El Apocalipsis nos muestra a María en la imagen de

la Mujer que está entre el cielo y la tierra. Ella gime en los dolores del parto, porque sintetiza toda la fe de Israel y también secretamente los deseos de

toda la humanidad que espera su liberación. Gime también como Madre de todos los hermanos y

hermanas de Jesús, es decir, de todos los miembros

de su Cuerpo místico, especialmente de los pobres y de los perseguidos a causa del Evangelio, porque

María es al mismo tiempo la Madre de la Iglesia y su más perfecta realización (cf. LG 65): la misma Iglesia inmaculada (cf. Ef 5, 27).

María es la Hija de Sión que, colmada de gracias inefables, se transporta de gozo en Dios su Salvador

y lo expresa en su canto, el Magnificat (cf. Sof 3, 14s; Lc 1, 46-55): todas las generaciones se

gozarán con Ella y a causa de Ella. Esta alegría

deberá pasar por todos los dolores de la Pasión de su Hijo, pero la Asunción será el reflejo definitivo de la gloria de Cristo sobre su Madre.

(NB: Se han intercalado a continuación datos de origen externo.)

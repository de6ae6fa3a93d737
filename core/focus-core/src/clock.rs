//! Wall-clock abstraction so reconciliation can be driven by tests.

use std::sync::Mutex;

use chrono::{DateTime, Duration, Utc};

pub trait Clock: Send + Sync {
    fn now(&self) -> DateTime<Utc>;
}

#[derive(Debug, Default, Clone, Copy)]
pub struct SystemClock;

impl Clock for SystemClock {
    fn now(&self) -> DateTime<Utc> {
        Utc::now()
    }
}

/// A clock that only moves when told to.
#[derive(Debug)]
pub struct ManualClock {
    now: Mutex<DateTime<Utc>>,
}

impl ManualClock {
    pub fn new(start: DateTime<Utc>) -> Self {
        Self {
            now: Mutex::new(start),
        }
    }

    pub fn set(&self, at: DateTime<Utc>) {
        if let Ok(mut now) = self.now.lock() {
            *now = at;
        }
    }

    pub fn advance(&self, by: Duration) {
        if let Ok(mut now) = self.now.lock() {
            *now += by;
        }
    }
}

impl Clock for ManualClock {
    fn now(&self) -> DateTime<Utc> {
        self.now.lock().map(|now| *now).unwrap_or_else(|_| Utc::now())
    }
}

#[cfg(test)]
mod tests {
    use super::*;
    use chrono::TimeZone;

    #[test]
    fn manual_clock_advances() {
        let start = Utc.with_ymd_and_hms(2026, 1, 31, 0, 0, 0).unwrap();
        let clock = ManualClock::new(start);
        clock.advance(Duration::minutes(7));
        assert_eq!(clock.now(), start + Duration::minutes(7));
        clock.set(start);
        assert_eq!(clock.now(), start);
    }
}
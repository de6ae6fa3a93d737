//! Session and break lifecycle.

mod lifecycle;

pub use lifecycle::{
    end_break, end_session, idle_ratio, mark_compromised, pause_session, resume_session,
    start_break, start_session, SessionResult, COMPROMISE_IDLE_RATIO, IDLE_COMPROMISE_REASON,
};
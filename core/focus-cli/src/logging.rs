//! File logging for the CLI.
//!
//! Logs go to a daily-rotated file under `~/.focusquest/logs/` so command
//! output on stdout stays clean. Set `FOCUS_DEBUG_LOG=1` for debug level or
//! `RUST_LOG` for a custom filter.

use std::env;
use std::path::PathBuf;

use tracing_appender::non_blocking::WorkerGuard;
use tracing_subscriber::EnvFilter;

const LOG_FILE_PREFIX: &str = "focus-cli.log";

/// Keeps the background log writer alive; drop it last.
pub struct LoggingGuard {
    _worker: Option<WorkerGuard>,
}

pub fn init() -> LoggingGuard {
    let Some(dir) = log_dir() else {
        return LoggingGuard { _worker: None };
    };
    if fs_err::create_dir_all(&dir).is_err() {
        return LoggingGuard { _worker: None };
    }

    let appender = tracing_appender::rolling::daily(&dir, LOG_FILE_PREFIX);
    let (writer, guard) = tracing_appender::non_blocking(appender);

    let initialized = tracing_subscriber::fmt()
        .with_env_filter(filter())
        .with_writer(writer)
        .with_ansi(false)
        .with_target(true)
        .try_init()
        .is_ok();

    LoggingGuard {
        _worker: initialized.then_some(guard),
    }
}

fn filter() -> EnvFilter {
    let debug_enabled = env::var("FOCUS_DEBUG_LOG")
        .map(|value| matches!(value.as_str(), "1" | "true" | "TRUE" | "yes" | "YES"))
        .unwrap_or(false);
    if debug_enabled {
        EnvFilter::new("debug")
    } else {
        EnvFilter::try_from_default_env().unwrap_or_else(|_| EnvFilter::new("info"))
    }
}

fn log_dir() -> Option<PathBuf> {
    dirs::home_dir().map(|home| home.join(".focusquest").join("logs"))
}
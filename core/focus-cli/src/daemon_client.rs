//! Client for the focus daemon socket.
//!
//! The daemon is the only writer; this module never touches state files.
//! A request that could not be delivered at all is retried once with the
//! same id. A request that reached the daemon is never resent, since
//! mutations are not idempotent.

use std::env;
use std::io::{Read, Write};
use std::os::unix::net::UnixStream;
use std::path::{Path, PathBuf};
use std::time::Duration;

use focus_protocol::{Method, Request, Response, MAX_REQUEST_BYTES};
use serde_json::Value;

pub const SOCKET_ENV: &str = "FOCUS_DAEMON_SOCKET";
const DATA_DIR: &str = ".focusquest";
const SOCKET_NAME: &str = "daemon.sock";
const READ_TIMEOUT_MS: u64 = 3000;
const WRITE_TIMEOUT_MS: u64 = 600;
const RETRY_DELAY_MS: u64 = 50;

#[derive(Debug, thiserror::Error)]
pub enum ClientError {
    #[error("Home directory not found")]
    HomeDirNotFound,

    #[error("Could not reach focus-daemon at {path}: {source}")]
    Unreachable {
        path: PathBuf,
        #[source]
        source: std::io::Error,
    },

    #[error("Daemon I/O failed: {0}")]
    Transport(String),

    #[error("{code}: {message}")]
    Daemon { code: String, message: String },
}

impl ClientError {
    pub fn code(&self) -> Option<&str> {
        match self {
            ClientError::Daemon { code, .. } => Some(code),
            _ => None,
        }
    }
}

pub struct DaemonClient {
    socket: PathBuf,
}

impl DaemonClient {
    pub fn new(socket: PathBuf) -> Self {
        Self { socket }
    }

    /// Explicit path, then `FOCUS_DAEMON_SOCKET`, then `~/.focusquest/daemon.sock`.
    pub fn resolve(explicit: Option<PathBuf>) -> Result<Self, ClientError> {
        if let Some(path) = explicit {
            return Ok(Self::new(path));
        }
        if let Ok(path) = env::var(SOCKET_ENV) {
            if !path.trim().is_empty() {
                return Ok(Self::new(PathBuf::from(path)));
            }
        }
        let home = dirs::home_dir().ok_or(ClientError::HomeDirNotFound)?;
        Ok(Self::new(home.join(DATA_DIR).join(SOCKET_NAME)))
    }

    pub fn socket(&self) -> &Path {
        &self.socket
    }

    /// Sends one request and returns the `data` payload of a successful response.
    pub fn call(&self, method: Method, params: Option<Value>) -> Result<Value, ClientError> {
        let request = Request::new(method, Some(make_request_id()), params);
        let response = match self.send(&request) {
            Err(ClientError::Unreachable { source, .. }) => {
                tracing::warn!(
                    method = method.as_str(),
                    error = %source,
                    "Daemon unreachable; retrying once"
                );
                std::thread::sleep(Duration::from_millis(RETRY_DELAY_MS));
                self.send(&request)?
            }
            other => other?,
        };

        if response.id != request.id {
            tracing::warn!(
                sent = ?request.id,
                received = ?response.id,
                "Daemon response id mismatch"
            );
        }

        if response.ok {
            Ok(response.data.unwrap_or(Value::Null))
        } else {
            let (code, message) = response
                .error
                .map(|err| (err.code, err.message))
                .unwrap_or_else(|| ("unknown".to_string(), "Unknown daemon error".to_string()));
            tracing::debug!(method = method.as_str(), code = %code, "Daemon rejected request");
            Err(ClientError::Daemon { code, message })
        }
    }

    fn send(&self, request: &Request) -> Result<Response, ClientError> {
        let mut stream =
            UnixStream::connect(&self.socket).map_err(|source| ClientError::Unreachable {
                path: self.socket.clone(),
                source,
            })?;
        let _ = stream.set_read_timeout(Some(Duration::from_millis(READ_TIMEOUT_MS)));
        let _ = stream.set_write_timeout(Some(Duration::from_millis(WRITE_TIMEOUT_MS)));

        serde_json::to_writer(&mut stream, request)
            .map_err(|err| ClientError::Transport(format!("Failed to write request: {}", err)))?;
        stream
            .write_all(b"\n")
            .map_err(|err| ClientError::Transport(format!("Failed to flush request: {}", err)))?;
        stream.flush().ok();

        read_response(&mut stream)
    }
}

fn read_response(stream: &mut UnixStream) -> Result<Response, ClientError> {
    let mut buffer = Vec::new();
    let mut chunk = [0u8; 4096];

    loop {
        match stream.read(&mut chunk) {
            Ok(0) => break,
            Ok(n) => {
                buffer.extend_from_slice(&chunk[..n]);
                // Snapshots can be larger than requests; allow some headroom.
                if buffer.len() > MAX_REQUEST_BYTES * 16 {
                    return Err(ClientError::Transport(
                        "Response exceeded maximum size".to_string(),
                    ));
                }
                if chunk[..n].contains(&b'\n') {
                    break;
                }
            }
            Err(err)
                if matches!(
                    err.kind(),
                    std::io::ErrorKind::WouldBlock | std::io::ErrorKind::TimedOut
                ) =>
            {
                return Err(ClientError::Transport(
                    "Timed out waiting for daemon response".to_string(),
                ));
            }
            Err(err) => {
                return Err(ClientError::Transport(format!(
                    "Failed to read response: {}",
                    err
                )))
            }
        }
    }

    let response_bytes = match buffer.iter().position(|b| *b == b'\n') {
        Some(index) => &buffer[..index],
        None => buffer.as_slice(),
    };

    if response_bytes.is_empty() {
        return Err(ClientError::Transport(
            "Daemon response was empty".to_string(),
        ));
    }

    serde_json::from_slice(response_bytes)
        .map_err(|err| ClientError::Transport(format!("Failed to parse response JSON: {}", err)))
}

fn make_request_id() -> String {
    format!("cli-{}", ulid::Ulid::new())
}

#[cfg(test)]
mod tests {
    use super::*;
    use focus_protocol::ErrorInfo;
    use serde_json::json;
    use std::os::unix::net::UnixListener;
    use std::thread;

    fn read_request(stream: &mut UnixStream) -> Request {
        let mut buffer = Vec::new();
        let mut chunk = [0u8; 1024];
        loop {
            let n = stream.read(&mut chunk).unwrap();
            if n == 0 {
                break;
            }
            buffer.extend_from_slice(&chunk[..n]);
            if buffer.contains(&b'\n') {
                break;
            }
        }
        let end = buffer.iter().position(|b| *b == b'\n').unwrap_or(buffer.len());
        serde_json::from_slice(&buffer[..end]).unwrap()
    }

    fn reply(stream: &mut UnixStream, response: &Response) {
        let mut payload = serde_json::to_vec(response).unwrap();
        payload.push(b'\n');
        stream.write_all(&payload).unwrap();
    }

    /// Answers a single connection, echoing the request id.
    fn serve_once(
        listener: UnixListener,
        respond: fn(Option<String>) -> Response,
    ) -> thread::JoinHandle<Request> {
        thread::spawn(move || {
            let (mut stream, _) = listener.accept().unwrap();
            let request = read_request(&mut stream);
            reply(&mut stream, &respond(request.id.clone()));
            request
        })
    }

    #[test]
    fn returns_data_for_ok_response() {
        let dir = tempfile::tempdir().unwrap();
        let path = dir.path().join("daemon.sock");
        let listener = UnixListener::bind(&path).unwrap();
        let server = serve_once(listener, |id| Response::ok(id, json!({"status": "ok"})));

        let client = DaemonClient::new(path);
        let data = client.call(Method::GetHealth, None).unwrap();
        assert_eq!(data["status"], "ok");

        let seen = server.join().unwrap();
        assert_eq!(seen.method, Method::GetHealth);
        assert!(seen.id.as_deref().unwrap().starts_with("cli-"));
    }

    #[test]
    fn daemon_errors_are_not_retried() {
        let dir = tempfile::tempdir().unwrap();
        let path = dir.path().join("daemon.sock");
        let listener = UnixListener::bind(&path).unwrap();
        let server = serve_once(listener, |id| {
            Response::error_with_info(
                id,
                ErrorInfo::new("conflict_error", "Conflict: a session is already active"),
            )
        });

        let client = DaemonClient::new(path);
        let err = client
            .call(Method::StartSession, Some(json!({"duration_minutes": 25})))
            .unwrap_err();
        assert_eq!(err.code(), Some("conflict_error"));
        assert_eq!(server.join().unwrap().method, Method::StartSession);
    }

    #[test]
    fn missing_socket_is_unreachable() {
        let dir = tempfile::tempdir().unwrap();
        let client = DaemonClient::new(dir.path().join("absent.sock"));
        match client.call(Method::GetHealth, None) {
            Err(ClientError::Unreachable { path, .. }) => {
                assert_eq!(path, dir.path().join("absent.sock"))
            }
            other => panic!("expected Unreachable, got {:?}", other),
        }
    }

    #[test]
    fn explicit_socket_wins() {
        let client = DaemonClient::resolve(Some(PathBuf::from("/tmp/x.sock"))).unwrap();
        assert_eq!(client.socket(), Path::new("/tmp/x.sock"));
    }
}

En su fe total, ¿acaso no ha experimentado María

toda la plenitud de su feminidad virginal y maternal, tanto las más altas cumbres de la alegría, como los abismos del sufrimiento?

María es la más humana de las mujeres y al mismo

tiempo la más colmada de la gracia divina.

¡Que Ella interceda por nosotros, pobres pecadores, ahora y en la hora de nuestra muerte, a fin de que

podamos compartir la gloria de la resurrección!